Son agresseur fit quelques pas vers lui pour assurer son coup au moment même ou Manos Duras, attiré par le bruit de la lutte, avançait la tête à l’angle du bâtiment. Il vit don Carlos, déjà à cheval, braquer son revolver sur Piola. Il prit lui aussi le sien dans sa ceinture pour tirer sur l’estanciero, mais il n’en eut pas le temps. Entre eux deux s’interposait l’autre cavalier andin qui était jusque-là resté en observation.
—Voilà du monde!... beaucoup de monde!...
Les chiens arrivèrent derrière lui; ils bondissaient en avant puis reculaient en aboyant vers les ennemis invisibles.

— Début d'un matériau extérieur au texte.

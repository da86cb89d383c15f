// SPDX-License-Identifier: PMPL-1.0-or-later
// Copyright (c) 2026 Jonathan D.A. Jewell (hyperpolymath) <jonathan.jewell@open.ac.uk>
//
// Process-wide tracing setup for the bridge.

use tracing_subscriber::EnvFilter;

/// Install the global `tracing` subscriber.
///
/// `RUST_LOG` wins when set; otherwise `default_filter` is used, falling back
/// to `info`. Calling this more than once is harmless: the first subscriber
/// stays installed and later calls return `false`.
pub fn init_logging(default_filter: Option<&str>) -> bool {
    let filter = EnvFilter::try_from_default_env()
        .unwrap_or_else(|_| EnvFilter::new(default_filter.unwrap_or("info")));

    let installed = tracing_subscriber::fmt()
        .with_env_filter(filter)
        .with_target(true)
        .try_init()
        .is_ok();

    if installed {
        tracing::info!("Light Alarm bridge logging initialised");
    }
    installed
}

#[cfg(test)]
mod tests {
    use super::*;

    #[test]
    fn second_init_is_a_noop() {
        init_logging(Some("debug"));
        assert!(!init_logging(Some("debug")));
    }
}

A partir de ce moment, les événements semblèrent se précipiter et se superposer avec une incroyable rapidité.
Manos Duras fut le premier à agir, il courut à son cheval qui continuait à brouter l’herbe sans s’effrayer des coups de feu qu’il s’était dès longtemps accoutumé à entendre. Puis il disparut derrière le rancho.
Piola parut oublier Watson pour penser à sa propre sécurité. C’était aussi un homme de cheval qui se sentait plus sûr de lui et plus fort en selle qu’à pied. Il monta à cheval, tenant toujours sa carabine à la main droite, et rejoignit son camarade. Tous deux allèrent se placer à côté du peloton de chevaux et se disposèrent à défendre jusqu’à la mort le chargement de sacs et de ballots qui représentait la fortune de la communauté.
Rojas sembla oublier leur existence et s’approcha de Watson pour lui demander avec une ingénuité émue:
—Qu’avez-vous, gringuito?... Ils vous ont tué?
La blouse du jeune homme était marquée à l’épaule d’une tache noire qui allait s’élargissant; mais il se releva et répondit avec un pâle sourire:
—Ce n’est rien: une égratignure seulement.